TASK TO COMPLETE ::
Extract the lines that carry the string "Maximum" from the listing.

SUPPLIED RECORDS ::

•••

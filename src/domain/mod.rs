//! Record model: identifiers, addresses and the people the business tracks.
//!
//! [`Client`] and [`Employee`] both embed a [`Person`], which in turn holds a
//! [`Rut`] and an [`Address`]. Every type implements
//! [`Validate`](crate::validator::Validate).

pub mod address;
pub mod client;
pub mod employee;
pub mod patterns;
pub mod person;
pub mod rut;

pub use address::Address;
pub use client::Client;
pub use employee::Employee;
pub use person::Person;
pub use rut::Rut;

/// Maximum characters for first and last names.
pub const NAME_MAX: usize = 50;
/// Maximum characters for a street line.
pub const STREET_MAX: usize = 100;
/// Maximum characters for a commune.
pub const COMMUNE_MAX: usize = 50;
/// Maximum characters for a region.
pub const REGION_MAX: usize = 50;
/// Maximum characters for a job title.
pub const JOB_TITLE_MAX: usize = 50;
//! Personal data shared by clients and employees.

use serde::{Deserialize, Serialize};

use super::{Address, Rut, NAME_MAX};
use crate::validator::{Validate, Validator, Violation};

#[derive(Debug, Clone, PartialEq, Eq, Serialize, Deserialize)]
pub struct Person {
    pub first_name: String,
    pub last_name: String,
    pub rut: Rut,
    pub address: Address,
    /// Contact email. Its format is enforced when it is typed at the console,
    /// not by [`Validate`].
    pub email: String,
}

impl Person {
    pub fn new(
        first_name: impl Into<String>,
        last_name: impl Into<String>,
        rut: Rut,
        address: Address,
        email: impl Into<String>,
    ) -> Self {
        Self {
            first_name: first_name.into(),
            last_name: last_name.into(),
            rut,
            address,
            email: email.into(),
        }
    }

    /// "FIRST LAST"
    pub fn full_name(&self) -> String {
        format!("{} {}", self.first_name, self.last_name)
    }
}

impl Validate for Person {
    fn violations(&self) -> Vec<Violation> {
        let mut violations = Vec::new();
        for (field, value) in [
            ("first name", &self.first_name),
            ("last name", &self.last_name),
        ] {
            violations.extend(
                Validator::of(value)
                    .named(field)
                    .not_null()
                    .not_empty()
                    .max_length(NAME_MAX)
                    .into_violations(),
            );
        }
        violations.extend(self.rut.violations());
        violations.extend(self.address.violations());
        violations
    }
}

•••

WRITTEN SOLUTION ::
/// Maximum characters for first and last names.
/// Maximum characters for a street line.
/// Maximum characters for a commune.
/// Maximum characters for a region.
/// Maximum characters for a job title.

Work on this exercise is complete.